# EXERCISE REQUIREMENTS
Look through the data and write out every line with the word "global" in it.

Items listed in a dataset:
-.-.-

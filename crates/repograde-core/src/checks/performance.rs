//! Performance and scalability checks (10 points).

use super::any_exists;
use crate::registry::{CheckDefinition, CheckOutcome};

pub const CATEGORY: &str = "Performance & Scalability";

pub fn checks() -> Vec<CheckDefinition> {
    vec![
        CheckDefinition::attestation(
            CATEGORY,
            "Code optimized for performance",
            1,
            "Requires profiling",
        ),
        CheckDefinition::attestation(
            CATEGORY,
            "Asynchronous processing where needed",
            1,
            "Architecture review",
        ),
        CheckDefinition::attestation(
            CATEGORY,
            "Caching strategies implemented",
            1,
            "Check for cache configuration",
        ),
        CheckDefinition::attestation(
            CATEGORY,
            "Optimized database queries",
            1,
            "Database review needed",
        ),
        CheckDefinition::attestation(
            CATEGORY,
            "Rate limiting to prevent abuse",
            1,
            "For web services",
        ),
        CheckDefinition::attestation(CATEGORY, "No memory leaks", 1, "Profiling required"),
        CheckDefinition::new(CATEGORY, "Load testing performed", 1, |cache| async move {
            match any_exists(&cache, &[], &["benches", "loadtest"]).await {
                Ok(present) => {
                    CheckOutcome::with_details(present, "Checked for benchmark/load-test scripts")
                }
                Err(failure) => CheckOutcome::evidence_unavailable(&failure),
            }
        }),
        CheckDefinition::attestation(
            CATEGORY,
            "Supports horizontal scaling",
            1,
            "Architecture review",
        ),
        CheckDefinition::attestation(CATEGORY, "Uses lazy loading", 1, "Manual code review"),
        CheckDefinition::attestation(
            CATEGORY,
            "Pagination for large datasets",
            1,
            "API/UI review",
        ),
    ]
}
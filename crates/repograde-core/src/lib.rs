//! repograde-core - Repository compliance scoring engine
//!
//! Scores a GitHub repository against the 100-point OWASP project rubric:
//! - Checks are independent async predicates over cached repository evidence
//! - Evidence is fetched through a memoizing, coalescing per-run cache
//! - Failures (missing evidence, rate limits, broken checks) degrade to
//!   failed checks; the report is always complete and always sums to the
//!   same maximum score
//!
//! ```no_run
//! use repograde_core::{ComplianceEngine, GitHubEvidenceSource, GitHubSourceConfig, RepositoryRef};
//! use std::sync::Arc;
//!
//! # async fn grade() -> Result<(), Box<dyn std::error::Error>> {
//! let repo = RepositoryRef::parse("OWASP/juice-shop")?;
//! let source = GitHubEvidenceSource::new(GitHubSourceConfig::default())?;
//! let report = ComplianceEngine::standard().run(Arc::new(source), repo).await;
//! println!("{}% ({}/{})", report.percentage, report.score, report.max_score);
//! # Ok(())
//! # }
//! ```

pub mod checks;
pub mod engine;
pub mod error;
pub mod evidence;
pub mod registry;
pub mod repo;
pub mod report;

// Re-export key types
pub use engine::{ComplianceEngine, DEFAULT_MAX_IN_FLIGHT};
pub use error::InputError;
pub use evidence::{
    Evidence, EvidenceCache, EvidenceRequest, EvidenceResult, EvidenceSource, FetchFailure,
    GitHubEvidenceSource, GitHubSourceConfig, RepoMetadata,
};
pub use registry::{CheckDefinition, CheckOutcome, CheckRegistry};
pub use repo::RepositoryRef;
pub use report::{CategoryResult, CheckRecord, ComplianceReport};
//! Error types for compliance grading.

use thiserror::Error;

/// Errors raised at the input boundary, before an engine run starts.
///
/// This is the only fatal error surface: once a [`crate::RepositoryRef`]
/// has been parsed, a run always produces a complete report.
#[derive(Error, Debug, Clone, PartialEq, Eq)]
pub enum InputError {
    /// Empty or whitespace-only repository reference.
    #[error("repository reference is empty")]
    Empty,

    /// URL input pointing at a host other than github.com.
    #[error("unsupported host: {0} (only github.com is supported)")]
    UnsupportedHost(String),

    /// Reference that does not resolve to an `owner/name` pair.
    #[error("malformed repository reference: {0}")]
    MalformedReference(String),
}

/// Result type for input-boundary operations.
pub type Result<T> = std::result::Result<T, InputError>;
//! Community and support checks (10 points).

use crate::registry::{CheckDefinition, CheckOutcome};
use chrono::{Duration, Utc};

pub const CATEGORY: &str = "Community & Support";

pub fn checks() -> Vec<CheckDefinition> {
    vec![
        CheckDefinition::new(
            CATEGORY,
            "Maintainers actively engage",
            1,
            |cache| async move {
                CheckOutcome::from_evidence(cache.metadata().await.map(|m| m.pushed_at.is_some()))
            },
        ),
        super::file_check(
            CATEGORY,
            "Security vulnerability reporting process",
            "SECURITY.md",
        ),
        super::file_check(CATEGORY, "Security policy file (SECURITY.md)", "SECURITY.md"),
        CheckDefinition::attestation(
            CATEGORY,
            "Community guidelines present",
            1,
            "Check CODE_OF_CONDUCT.md",
        ),
        CheckDefinition::attestation(
            CATEGORY,
            "Responsive to security issues",
            1,
            "Check issue response time",
        ),
        CheckDefinition::new(CATEGORY, "Regular project updates", 1, |cache| async move {
            match cache.metadata().await {
                Ok(metadata) => match metadata.pushed_at {
                    Some(pushed_at) => {
                        let recent = Utc::now() - pushed_at < Duration::days(365);
                        CheckOutcome::with_details(recent, format!("Last update: {pushed_at}"))
                    }
                    None => CheckOutcome::with_details(false, "No push activity recorded"),
                },
                Err(failure) => CheckOutcome::evidence_unavailable(&failure),
            }
        }),
        CheckDefinition::new(CATEGORY, "Multiple support channels", 1, |cache| async move {
            match cache.metadata().await {
                Ok(metadata) => {
                    if metadata.has_discussions {
                        CheckOutcome::with_details(true, "GitHub Discussions enabled")
                    } else {
                        CheckOutcome::with_details(false, "Check for other channels")
                    }
                }
                Err(failure) => CheckOutcome::evidence_unavailable(&failure),
            }
        }),
        CheckDefinition::attestation(CATEGORY, "Clear escalation path", 1, "Check SECURITY.md"),
        CheckDefinition::attestation(
            CATEGORY,
            "PR reviews before merging",
            1,
            "Check branch protection",
        ),
        CheckDefinition::new(
            CATEGORY,
            "Good issue tracking hygiene",
            1,
            |cache| async move {
                // Always passes; the open-issue count is advisory context
                // for a manual triage review.
                match cache.metadata().await {
                    Ok(metadata) => CheckOutcome::with_details(
                        true,
                        format!("Open issues: {}", metadata.open_issues),
                    ),
                    Err(_) => {
                        CheckOutcome::with_details(true, "Issue tracker requires manual review")
                    }
                }
            },
        ),
    ]
}
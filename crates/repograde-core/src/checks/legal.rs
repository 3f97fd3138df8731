//! Legal and compliance checks (5 points).

use super::file_check;
use crate::registry::{CheckDefinition, CheckOutcome};

pub const CATEGORY: &str = "Legal & Compliance";

/// Check derived from license metadata.
fn license_backed_check(name: &'static str, detail: &'static str) -> CheckDefinition {
    CheckDefinition::new(CATEGORY, name, 1, move |cache| async move {
        match cache.metadata().await {
            Ok(metadata) => CheckOutcome::with_details(metadata.license.is_some(), detail),
            Err(failure) => CheckOutcome::evidence_unavailable(&failure),
        }
    })
}

pub fn checks() -> Vec<CheckDefinition> {
    vec![
        CheckDefinition::attestation(
            CATEGORY,
            "GDPR/CCPA compliance",
            1,
            "Manual legal review needed",
        ),
        license_backed_check(
            "Dependencies properly licensed",
            "Check third-party licenses",
        ),
        license_backed_check(
            "No proprietary/restricted code",
            "Detected license implies open source",
        ),
        file_check(CATEGORY, "Users informed of data collection", "PRIVACY.md"),
        file_check(CATEGORY, "Responsible disclosure policy", "SECURITY.md"),
    ]
}
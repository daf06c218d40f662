//! # Feed Queries
//!
//! The four read shapes of the site: global, group, profile and
//! subscription feeds. All of them return a [`Page`] of posts, newest first,
//! [`PAGE_SIZE`] per page.

use std::sync::Arc;

use domains::{
    DomainError, FeedScope, FollowRepository, Group, GroupRepository, Page, PostFilter,
    PostRepository, PostView, Requester, Result, User, UserRepository,
};
use tracing::instrument;

use crate::pagination::{PageRequest, Paginator, PAGE_SIZE};
use crate::policy::require_authenticated;
use crate::{user_by_username, Repositories};

/// A profile page: the owner's posts plus the follow state between the
/// requester and the owner, derived at read time.
#[derive(Debug, Clone)]
pub struct ProfileFeed {
    pub author: User,
    pub page: Page<PostView>,
    /// requester → author
    pub following: bool,
    /// author → requester
    pub followed_by: bool,
    pub followers_count: u64,
    pub following_count: u64,
}

pub struct FeedService {
    users: Arc<dyn UserRepository>,
    groups: Arc<dyn GroupRepository>,
    posts: Arc<dyn PostRepository>,
    follows: Arc<dyn FollowRepository>,
}

impl FeedService {
    pub fn new(repos: &Repositories) -> Self {
        Self {
            users: repos.users.clone(),
            groups: repos.groups.clone(),
            posts: repos.posts.clone(),
            follows: repos.follows.clone(),
        }
    }

    /// Counts, clamps the page number, then fetches that slice.
    async fn paginate(&self, scope: FeedScope, filter: &PostFilter, request: PageRequest) -> Result<Page<PostView>> {
        let count = self.posts.count(scope, filter).await?;
        let paginator = Paginator::new(count, PAGE_SIZE);
        let number = paginator.clamp(request);
        let items = self
            .posts
            .list(scope, filter, paginator.limit(), paginator.offset(number))
            .await?;
        Ok(paginator.page(number, items))
    }

    /// All posts, optionally narrowed by text search and date range.
    #[instrument(skip(self))]
    pub async fn global(&self, filter: &PostFilter, request: PageRequest) -> Result<Page<PostView>> {
        self.paginate(FeedScope::All, filter, request).await
    }

    /// Posts filed under the group with this slug.
    #[instrument(skip(self))]
    pub async fn group(&self, slug: &str, request: PageRequest) -> Result<(Group, Page<PostView>)> {
        let group = self
            .groups
            .find_by_slug(slug)
            .await?
            .ok_or_else(|| DomainError::not_found("group", slug))?;
        let page = self.paginate(FeedScope::Group(group.id), &PostFilter::default(), request).await?;
        Ok((group, page))
    }

    /// Posts written by `username`, plus follow state relative to the requester.
    #[instrument(skip(self, requester))]
    pub async fn profile(&self, requester: &Requester, username: &str, request: PageRequest) -> Result<ProfileFeed> {
        let author = user_by_username(self.users.as_ref(), username).await?;
        let page = self.paginate(FeedScope::Author(author.id), &PostFilter::default(), request).await?;

        let (following, followed_by) = match requester.user_id() {
            Some(me) if me != author.id => (
                self.follows.exists(me, author.id).await?,
                self.follows.exists(author.id, me).await?,
            ),
            _ => (false, false),
        };

        Ok(ProfileFeed {
            followers_count: self.follows.count_followers(author.id).await?,
            following_count: self.follows.count_following(author.id).await?,
            author,
            page,
            following,
            followed_by,
        })
    }

    /// Posts by every author the requester follows.
    #[instrument(skip(self, requester))]
    pub async fn subscriptions(&self, requester: &Requester, request: PageRequest) -> Result<Page<PostView>> {
        let me = require_authenticated(requester, "read the subscription feed")?;
        self.paginate(FeedScope::FollowedBy(me.id), &PostFilter::default(), request).await
    }
}
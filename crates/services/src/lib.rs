//! # services
//!
//! Use cases for Yatube, written only against the ports in `domains`.
//! Every service is constructed once at startup from a [`Repositories`]
//! bundle and shared by reference; nothing here keeps state between calls.

pub mod accounts;
pub mod comments;
pub mod feed;
pub mod groups;
pub mod pagination;
pub mod policy;
pub mod posts;
pub mod subscriptions;

use std::sync::Arc;

use domains::{CommentRepository, FollowRepository, GroupRepository, PostRepository, UserRepository};

pub use accounts::AccountService;
pub use comments::CommentService;
pub use feed::{FeedService, ProfileFeed};
pub use groups::GroupService;
pub use pagination::{PageRequest, Paginator, PAGE_SIZE};
pub use posts::{PostDraft, PostService, PostUpdate};
pub use subscriptions::{FollowOutcome, SubscriptionService};

/// The storage handles every service is built from.
#[derive(Clone)]
pub struct Repositories {
    pub users: Arc<dyn UserRepository>,
    pub groups: Arc<dyn GroupRepository>,
    pub posts: Arc<dyn PostRepository>,
    pub comments: Arc<dyn CommentRepository>,
    pub follows: Arc<dyn FollowRepository>,
}

impl Repositories {
    /// Uses one store object for all five ports.
    pub fn from_store<S>(store: Arc<S>) -> Self
    where
        S: UserRepository + GroupRepository + PostRepository + CommentRepository + FollowRepository + 'static,
    {
        Self {
            users: store.clone(),
            groups: store.clone(),
            posts: store.clone(),
            comments: store.clone(),
            follows: store,
        }
    }
}

/// Resolves a username or fails with `NotFound`.
pub(crate) async fn user_by_username(
    users: &dyn UserRepository,
    username: &str,
) -> domains::Result<domains::User> {
    users
        .find_by_username(username)
        .await?
        .ok_or_else(|| domains::DomainError::not_found("user", username))
}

-.-.-

# ANSWER BOX
//! The four read shapes of the site: global, group, profile and
    pub async fn global(&self, filter: &PostFilter, request: PageRequest) -> Result<Page<PostView>> {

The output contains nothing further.